Due to the modularity of the scaffold proteins we designed, they can be used for almost every case in which proteins need to be brought together. On one side these possibilities are a great advantage. On the other hand, when everyone can use these scaffold proteins, they might be used for the wrong purposes. To prevent this from happening, permits around genetic modification should be closely monitored to make ensure they are not misused.
An interesting question is whether you could design something that cannot be misused. With the current technology a lot of things can be used against their real purpose. The goal must be to design things in a way this cannot happen. Whether this is possible or to what extent it is possible to check whether it has been successfully done is still unknown.

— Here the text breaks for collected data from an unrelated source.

//! Search / agent provider client.
//!
//! Two endpoints with different auth: the agent runs API takes a Bearer
//! token and may reason for a while, the plain web-search API takes an
//! X-API-Key header.

use anyhow::{Context, Result};
use serde::Deserialize;
use serde_json::{json, Value};

/// Agent runs can take multi-step reasoning time.
const AGENT_TIMEOUT_SECS: u64 = 60;

/// Plain search is a single round trip.
const SEARCH_TIMEOUT_SECS: u64 = 30;

/// One hit from the web-search endpoint.
#[derive(Debug, Clone, Deserialize)]
pub struct SearchResult {
    pub title: String,
    pub url: String,
    pub snippet: String,
}

/// Client for the express-agent and web-search collaborator.
#[derive(Clone)]
pub struct AgentClient {
    agent_base_url: String,
    search_base_url: String,
    api_key: String,
    agent_client: reqwest::Client,
    search_client: reqwest::Client,
}

impl AgentClient {
    pub fn new(agent_base_url: &str, search_base_url: &str, api_key: &str) -> Self {
        let agent_client = reqwest::Client::builder()
            .timeout(std::time::Duration::from_secs(AGENT_TIMEOUT_SECS))
            .build()
            .unwrap_or_default();
        let search_client = reqwest::Client::builder()
            .timeout(std::time::Duration::from_secs(SEARCH_TIMEOUT_SECS))
            .build()
            .unwrap_or_default();

        Self {
            agent_base_url: agent_base_url.trim_end_matches('/').to_string(),
            search_base_url: search_base_url.trim_end_matches('/').to_string(),
            api_key: api_key.to_string(),
            agent_client,
            search_client,
        }
    }

    /// Run the express agent and return its answer text.
    ///
    /// The response carries a list of typed output items; the answer is
    /// the first `message.answer` or `chat_node.answer` item. An answer
    /// may legitimately be empty.
    pub async fn express_agent(&self, input: &str) -> Result<String> {
        let payload = json!({
            "agent": "express",
            "input": input,
            "stream": false,
        });

        let response = self
            .agent_client
            .post(format!("{}/v1/agents/runs", self.agent_base_url))
            .bearer_auth(&self.api_key)
            .json(&payload)
            .send()
            .await
            .context("Failed to reach the agent provider")?;

        if !response.status().is_success() {
            let status = response.status();
            let body = response.text().await.unwrap_or_default();
            anyhow::bail!("Agent API error ({}): {}", status, body);
        }

        let body: Value = response
            .json()
            .await
            .context("Failed to parse agent response")?;

        Ok(extract_answer(&body))
    }

    /// Plain web search.
    pub async fn search(&self, query: &str, num_results: u32) -> Result<Vec<SearchResult>> {
        let num_results = num_results.to_string();
        let response = self
            .search_client
            .get(format!("{}/search", self.search_base_url))
            .header("X-API-Key", &self.api_key)
            .query(&[("query", query), ("num_web_results", num_results.as_str())])
            .send()
            .await
            .context("Failed to reach the search provider")?;

        if !response.status().is_success() {
            let status = response.status();
            anyhow::bail!("Search API error ({})", status);
        }

        let body: Value = response
            .json()
            .await
            .context("Failed to parse search response")?;

        let hits = body
            .get("hits")
            .and_then(Value::as_array)
            .cloned()
            .unwrap_or_default();

        Ok(hits
            .iter()
            .map(|hit| SearchResult {
                title: str_field(hit, "title"),
                url: str_field(hit, "url"),
                snippet: str_field(hit, "description"),
            })
            .collect())
    }
}

fn str_field(value: &Value, key: &str) -> String {
    value
        .get(key)
        .and_then(Value::as_str)
        .unwrap_or_default()
        .to_string()
}

/// Pull the answer text out of an agent run response.
pub(crate) fn extract_answer(body: &Value) -> String {
    body.get("output")
        .and_then(Value::as_array)
        .and_then(|items| {
            items.iter().find(|item| {
                matches!(
                    item.get("type").and_then(Value::as_str),
                    Some("message.answer") | Some("chat_node.answer")
                )
            })
        })
        .and_then(|item| item.get("text"))
        .and_then(Value::as_str)
        .unwrap_or_default()
        .to_string()
}
//! Liveness endpoint.

use axum::Json;
use chrono::{DateTime, Utc};
use serde::Serialize;

#[derive(Serialize)]
pub struct HealthResponse {
    pub status: &'static str,
    pub version: &'static str,
    pub timestamp: DateTime<Utc>,
}

pub async fn health() -> Json<HealthResponse> {
    Json(HealthResponse {
        status: "healthy",
        version: env!("CARGO_PKG_VERSION"),
        timestamp: Utc::now(),
    })
}
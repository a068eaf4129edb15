//! Online centroid-based cluster engine.
//!
//! Maintains the live cluster set and per-tab assignment entirely in
//! memory. Assignment uses hybrid similarity (cosine over embeddings
//! blended with Jaccard over entity sets); centroids are recomputed
//! eagerly on every add and every remove so a cluster never keeps the
//! signature of tabs that left it.

use std::collections::HashSet;

use serde::Serialize;
use tabgraph_agents::naming::NamingRequest;
use tabgraph_agents::ClusterNamer;
use tabgraph_core::Tab;
use tabgraph_db::queries::entities;
use tabgraph_db::DbPool;
use tracing::{debug, info, warn};
use uuid::Uuid;

use crate::model::{ClusterColor, TabCluster, PLACEHOLDER_NAME};

/// Sample size of titles and entities handed to the naming prompt.
const NAMING_SAMPLE: usize = 10;

/// Cosine similarity between two vectors. Zero for empty, zero-norm or
/// mismatched-length inputs.
pub fn cosine_similarity(a: &[f32], b: &[f32]) -> f32 {
    if a.is_empty() || a.len() != b.len() {
        return 0.0;
    }
    let dot: f32 = a.iter().zip(b).map(|(x, y)| x * y).sum();
    let norm_a: f32 = a.iter().map(|x| x * x).sum::<f32>().sqrt();
    let norm_b: f32 = b.iter().map(|x| x * x).sum::<f32>().sqrt();
    if norm_a == 0.0 || norm_b == 0.0 {
        return 0.0;
    }
    dot / (norm_a * norm_b)
}

/// Jaccard similarity between two entity name lists. Zero when either
/// side is empty.
pub fn jaccard_similarity(a: &[String], b: &[String]) -> f32 {
    if a.is_empty() || b.is_empty() {
        return 0.0;
    }
    let set_a: HashSet<&str> = a.iter().map(String::as_str).collect();
    let set_b: HashSet<&str> = b.iter().map(String::as_str).collect();
    let intersection = set_a.intersection(&set_b).count();
    let union = set_a.union(&set_b).count();
    if union == 0 {
        return 0.0;
    }
    intersection as f32 / union as f32
}

fn mean_vectors(vectors: &[&[f32]]) -> Option<Vec<f32>> {
    let first = vectors.first()?;
    let dim = first.len();
    let mut sum = vec![0.0f32; dim];
    let mut count = 0usize;
    for vector in vectors {
        if vector.len() != dim {
            continue;
        }
        for (acc, value) in sum.iter_mut().zip(vector.iter()) {
            *acc += value;
        }
        count += 1;
    }
    if count == 0 {
        return None;
    }
    for value in &mut sum {
        *value /= count as f32;
    }
    Some(sum)
}

/// Snapshot of the engine for diagnostics.
#[derive(Debug, Serialize)]
pub struct ClusterStats {
    pub total_clusters: usize,
    pub total_tabs: usize,
    pub avg_tabs_per_cluster: f64,
    pub clusters: Vec<ClusterStatEntry>,
}

#[derive(Debug, Serialize)]
pub struct ClusterStatEntry {
    pub id: String,
    pub name: String,
    pub color: ClusterColor,
    pub tab_count: usize,
    pub tabs_added_since_naming: u32,
}

/// The cluster engine. Methods require exclusive access; the ingest
/// pipeline holds a lock around it for the duration of one ingest.
pub struct ClusterEngine {
    db: DbPool,
    namer: ClusterNamer,
    similarity_threshold: f32,
    rename_threshold: u32,
    /// Weight of entity overlap in hybrid scoring; 0 disables hybrid.
    entity_weight: f32,
    clusters: Vec<TabCluster>,
    next_color_index: usize,
}

impl ClusterEngine {
    pub fn new(
        db: DbPool,
        namer: ClusterNamer,
        similarity_threshold: f32,
        rename_threshold: u32,
        entity_weight: f32,
    ) -> Self {
        Self {
            db,
            namer,
            similarity_threshold,
            rename_threshold,
            entity_weight,
            clusters: Vec::new(),
            next_color_index: 0,
        }
    }

    pub fn clusters(&self) -> &[TabCluster] {
        &self.clusters
    }

    pub fn cluster_by_id(&self, cluster_id: &str) -> Option<&TabCluster> {
        self.clusters.iter().find(|c| c.id == cluster_id)
    }

    pub fn cluster_for_tab(&self, tab_id: i64) -> Option<&TabCluster> {
        self.clusters.iter().find(|c| c.contains_tab(tab_id))
    }

    fn next_color(&mut self) -> ClusterColor {
        let color = ClusterColor::PALETTE[self.next_color_index];
        self.next_color_index = (self.next_color_index + 1) % ClusterColor::PALETTE.len();
        color
    }

    fn hybrid_similarity(&self, tab: &Tab, embedding: &[f32], cluster: &TabCluster) -> f32 {
        let centroid = cluster.centroid.as_deref().unwrap_or_default();
        if self.entity_weight > 0.0 && !tab.entities.is_empty() && !cluster.shared_entities.is_empty()
        {
            let embedding_sim = cosine_similarity(embedding, centroid);
            let entity_sim = jaccard_similarity(&tab.entities, &cluster.shared_entities);
            (1.0 - self.entity_weight) * embedding_sim + self.entity_weight * entity_sim
        } else {
            cosine_similarity(embedding, centroid)
        }
    }

    /// Best-scoring cluster for a tab, if any reaches the threshold.
    ///
    /// The first cluster to reach the best score wins; iteration order
    /// over the cluster list is stable, so assignment is deterministic.
    pub fn find_best_cluster(&self, tab: &Tab) -> Option<(usize, f32)> {
        let embedding = tab.embedding.as_deref()?;

        let mut best: Option<(usize, f32)> = None;
        for (idx, cluster) in self.clusters.iter().enumerate() {
            if cluster.centroid.is_none() {
                continue;
            }
            let similarity = self.hybrid_similarity(tab, embedding, cluster);
            if best.map_or(true, |(_, score)| similarity > score) {
                best = Some((idx, similarity));
            }
        }

        best.filter(|(_, score)| *score >= self.similarity_threshold)
    }

    /// Recompute centroid and shared entities for one cluster.
    fn refresh_cluster(&mut self, idx: usize) {
        let db = self.db.clone();
        let cluster = &mut self.clusters[idx];
        recompute_centroid(&db, cluster);
        recompute_shared_entities(cluster);
    }

    /// Add a tab to an existing cluster; recomputes centroid and shared
    /// entities, then renames online when the add threshold is reached.
    pub async fn add_tab_to_cluster(&mut self, idx: usize, tab: Tab) {
        self.clusters[idx].add_tab(tab);
        self.refresh_cluster(idx);
        self.maybe_rename(idx).await;
    }

    /// Create a new cluster seeded with this tab.
    ///
    /// New clusters carry the placeholder name; naming happens online
    /// once enough tabs joined, or in the end-of-ingest batch pass.
    pub fn create_cluster(&mut self, tab: Tab) -> String {
        let color = self.next_color();
        let mut cluster = TabCluster::new(Uuid::new_v4().to_string(), color);
        let cluster_id = cluster.id.clone();
        cluster.add_tab(tab);

        self.clusters.push(cluster);
        let idx = self.clusters.len() - 1;
        self.refresh_cluster(idx);

        info!(cluster = %short_id(&cluster_id), "Created new cluster");
        cluster_id
    }

    /// Assign one tab: join the best-scoring cluster at or above the
    /// threshold, otherwise seed a new cluster. Returns the cluster id.
    pub async fn process_tab(&mut self, tab: Tab) -> String {
        match self.find_best_cluster(&tab) {
            Some((idx, similarity)) => {
                debug!(
                    title = %tab.title,
                    cluster = %self.clusters[idx].name,
                    similarity,
                    "Assigning tab to existing cluster"
                );
                let cluster_id = self.clusters[idx].id.clone();
                self.add_tab_to_cluster(idx, tab).await;
                cluster_id
            }
            None => self.create_cluster(tab),
        }
    }

    /// Remove a tab wherever it lives. Recomputes the owning cluster
    /// eagerly and deletes it when it drops below two tabs. Removals
    /// never trigger a rename.
    pub fn remove_tab(&mut self, tab_id: i64) -> bool {
        let Some(idx) = self.clusters.iter().position(|c| c.contains_tab(tab_id)) else {
            return false;
        };

        self.clusters[idx].remove_tab(tab_id);
        self.refresh_cluster(idx);

        if self.clusters[idx].is_undersized() {
            let removed = self.clusters.remove(idx);
            info!(
                cluster = %short_id(&removed.id),
                name = %removed.name,
                "Deleted cluster with fewer than 2 tabs"
            );
        }
        true
    }

    async fn maybe_rename(&mut self, idx: usize) {
        let (eligible, cluster_id) = {
            let cluster = &self.clusters[idx];
            (
                cluster.tab_count() >= 2 && cluster.should_rename(self.rename_threshold),
                cluster.id.clone(),
            )
        };
        if !eligible {
            return;
        }

        let request = naming_request(&self.clusters[idx]);
        let name = match self.namer.name_cluster(&request).await {
            Ok(name) => name,
            Err(e) => {
                warn!(cluster = %short_id(&cluster_id), error = %e, "Cluster naming failed");
                fallback_name(&cluster_id)
            }
        };

        let cluster = &mut self.clusters[idx];
        cluster.name = name;
        cluster.tabs_added_since_naming = 0;
        info!(cluster = %short_id(&cluster_id), name = %cluster.name, "Renamed cluster");
    }

    /// Batch-name the clusters created during this ingest.
    ///
    /// Only clusters that still carry the placeholder name and hold two
    /// or more tabs are named; singletons stay placeholder-named. One
    /// structured call covers all of them; a length mismatch falls back
    /// to per-cluster naming.
    pub async fn name_new_clusters(&mut self, created_ids: &HashSet<String>) {
        let eligible: Vec<usize> = self
            .clusters
            .iter()
            .enumerate()
            .filter(|(_, c)| {
                created_ids.contains(&c.id) && c.name == PLACEHOLDER_NAME && c.tab_count() >= 2
            })
            .map(|(idx, _)| idx)
            .collect();
        if eligible.is_empty() {
            return;
        }

        let requests: Vec<NamingRequest> = eligible
            .iter()
            .map(|&idx| naming_request(&self.clusters[idx]))
            .collect();

        match self.namer.name_clusters_batch(&requests).await {
            Ok(names) => {
                for (&idx, name) in eligible.iter().zip(names) {
                    let cluster = &mut self.clusters[idx];
                    cluster.name = name;
                    cluster.tabs_added_since_naming = 0;
                    info!(cluster = %short_id(&cluster.id), name = %cluster.name, "Named new cluster");
                }
            }
            Err(e) => {
                warn!(error = %e, "Batch naming failed, naming clusters individually");
                for &idx in &eligible {
                    let request = naming_request(&self.clusters[idx]);
                    let cluster_id = self.clusters[idx].id.clone();
                    let name = self
                        .namer
                        .name_cluster(&request)
                        .await
                        .unwrap_or_else(|_| fallback_name(&cluster_id));
                    let cluster = &mut self.clusters[idx];
                    cluster.name = name;
                    cluster.tabs_added_since_naming = 0;
                }
            }
        }
    }

    /// The most frequent entities within a cluster.
    pub fn hub_entities(cluster: &TabCluster, top_n: usize) -> Vec<String> {
        let mut counts: Vec<(String, usize)> = Vec::new();
        for tab in &cluster.tabs {
            for entity in &tab.entities {
                match counts.iter_mut().find(|(name, _)| name == entity) {
                    Some((_, count)) => *count += 1,
                    None => counts.push((entity.clone(), 1)),
                }
            }
        }
        counts.sort_by(|a, b| b.1.cmp(&a.1));
        counts.into_iter().take(top_n).map(|(name, _)| name).collect()
    }

    pub fn stats(&self) -> ClusterStats {
        let total_tabs: usize = self.clusters.iter().map(|c| c.tab_count()).sum();
        ClusterStats {
            total_clusters: self.clusters.len(),
            total_tabs,
            avg_tabs_per_cluster: if self.clusters.is_empty() {
                0.0
            } else {
                total_tabs as f64 / self.clusters.len() as f64
            },
            clusters: self
                .clusters
                .iter()
                .map(|c| ClusterStatEntry {
                    id: c.id.clone(),
                    name: c.name.clone(),
                    color: c.color,
                    tab_count: c.tab_count(),
                    tabs_added_since_naming: c.tabs_added_since_naming,
                })
                .collect(),
        }
    }
}
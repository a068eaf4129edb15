//! Graph visualization handler.

use axum::{
    extract::{Query, State},
    http::StatusCode,
    Json,
};
use serde::Deserialize;
use tabgraph_cluster::{build_visualization, GraphVisualization, VizOptions};

use crate::routes::internal_error;
use crate::state::AppState;

#[derive(Deserialize)]
pub struct VizParams {
    #[serde(default)]
    pub include_singletons: Option<bool>,
    #[serde(default)]
    pub time_range_hours: Option<i64>,
    #[serde(default)]
    pub min_cluster_size: Option<usize>,
}

pub async fn visualization(
    State(state): State<AppState>,
    Query(params): Query<VizParams>,
) -> Result<Json<GraphVisualization>, (StatusCode, String)> {
    let defaults = VizOptions::default();
    let options = VizOptions {
        include_singletons: params.include_singletons.unwrap_or(defaults.include_singletons),
        time_range_hours: params.time_range_hours,
        min_cluster_size: params.min_cluster_size.unwrap_or(defaults.min_cluster_size),
        max_relationship_edges: defaults.max_relationship_edges,
    };

    let clusters = state.pipeline.clusters_snapshot().await;
    let viz = build_visualization(state.pipeline.db(), &clusters, &options)
        .map_err(internal_error)?;

    Ok(Json(viz))
}
//! TabGraph core types.
//!
//! Domain models shared by every crate in the workspace, the central
//! error type, and configuration loading.

pub mod config;
pub mod error;
pub mod models;

pub use config::Settings;
pub use error::{TabGraphError, TabGraphResult};
pub use models::{
    Entity, Tab, TabEdge, TabMetadata, TabRelationship, TemporalValidity, Triplet, ENTITY_TYPES,
};
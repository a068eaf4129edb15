//! Recommendations pass-through to the external agent.

use axum::{
    extract::{Query, State},
    http::StatusCode,
    Json,
};
use serde::{Deserialize, Serialize};
use tabgraph_cluster::ClusterEngine;
use tracing::warn;

use crate::state::AppState;

#[derive(Deserialize)]
pub struct RecommendationParams {
    #[serde(default)]
    pub cluster_id: Option<String>,
}

#[derive(Serialize)]
pub struct RecommendationsResponse {
    pub recommendations: Vec<String>,
}

/// Ask the agent for content suggestions, with cluster context when a
/// cluster id is given. Stateless: nothing is persisted.
pub async fn recommendations(
    State(state): State<AppState>,
    Query(params): Query<RecommendationParams>,
) -> Result<Json<RecommendationsResponse>, (StatusCode, String)> {
    let clusters = state.pipeline.clusters_snapshot().await;
    let cluster = params
        .cluster_id
        .as_deref()
        .and_then(|id| clusters.iter().find(|c| c.id == id));

    let prompt = match cluster {
        Some(cluster) => {
            let hubs = ClusterEngine::hub_entities(cluster, 3);
            let titles: Vec<String> = cluster.titles().into_iter().take(5).collect();
            format!(
                "A user is browsing a group of tabs called \"{}\".\n\
                 Open tabs:\n{}\n\
                 Key topics: {}\n\n\
                 Suggest 3-5 high-quality web resources (articles, docs, tools) this user \
                 would find useful next. Return one suggestion per line, no numbering.",
                cluster.name,
                titles
                    .iter()
                    .map(|t| format!("- {}", t))
                    .collect::<Vec<_>>()
                    .join("\n"),
                hubs.join(", "),
            )
        }
        None => "Suggest 3-5 high-quality web resources for a user researching their \
                 currently open browser tabs. Return one suggestion per line, no numbering."
            .to_string(),
    };

    let recommendations = match state.agent.express_agent(&prompt).await {
        Ok(answer) => parse_recommendations(&answer),
        Err(e) => {
            warn!(error = %e, "Recommendation agent call failed");
            Vec::new()
        }
    };

    Ok(Json(RecommendationsResponse { recommendations }))
}

/// One recommendation per non-empty line, bullets stripped.
fn parse_recommendations(answer: &str) -> Vec<String> {
    answer
        .lines()
        .map(|line| line.trim().trim_start_matches(['-', '*', '•']).trim())
        .filter(|line| !line.is_empty())
        .map(str::to_string)
        .collect()
}

#[cfg(test)]
mod tests {
    use super::*;

    #[test]
    fn parses_bulleted_lines() {
        let answer = "- React docs\n* Vue guide\n\n• Angular tour\nplain line";
        assert_eq!(
            parse_recommendations(answer),
            vec!["React docs", "Vue guide", "Angular tour", "plain line"]
        );
    }

    #[test]
    fn empty_answer_is_empty_list() {
        assert!(parse_recommendations("").is_empty());
        assert!(parse_recommendations("\n\n").is_empty());
    }
}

Organisms – Several strains of E. coli have been used in this project. For the amplification of plasmids, the plasmids were transformed in Nova Blue (K-12). For the Gibson Assembly, NEB 5-alpha E. coli is used. For the introduction of mutagenesis, plasmids are transformed into XL10-GOLD. For protein expression, the plasmids are transformed into BL21 (DE3). All of these strains belong to the risk group 1, since they are non-pathogenic strains and will not survive long outside the lab.
Vectors - For our project, we used the pET28a vector, because a lac promotor is built into this plasmid, which makes controlled protein expression possible. For creating the BioBricks of our project we made use of the PSB1C3 vector.
Antibiotics - Different antibiotics are used in order to “kill” bacteria which are not wanted for growing in the cultures. In our case, kanamycin is used so that only the desired bacterial strains with a pET28a plasmid will grow on the agar plates. For the BioBricking part, chloramphenicol is used to ensure that the every bacterial strain contains the pSB1C3 vector.
-  Skwarczynska, M., Molzan, M. and Ottmann, C. (2012). Activation of NF- B signalling by fusicoccin-induced dimerization. Proceedings of the National Academy of Sciences, 110(5), pp.E377-E386.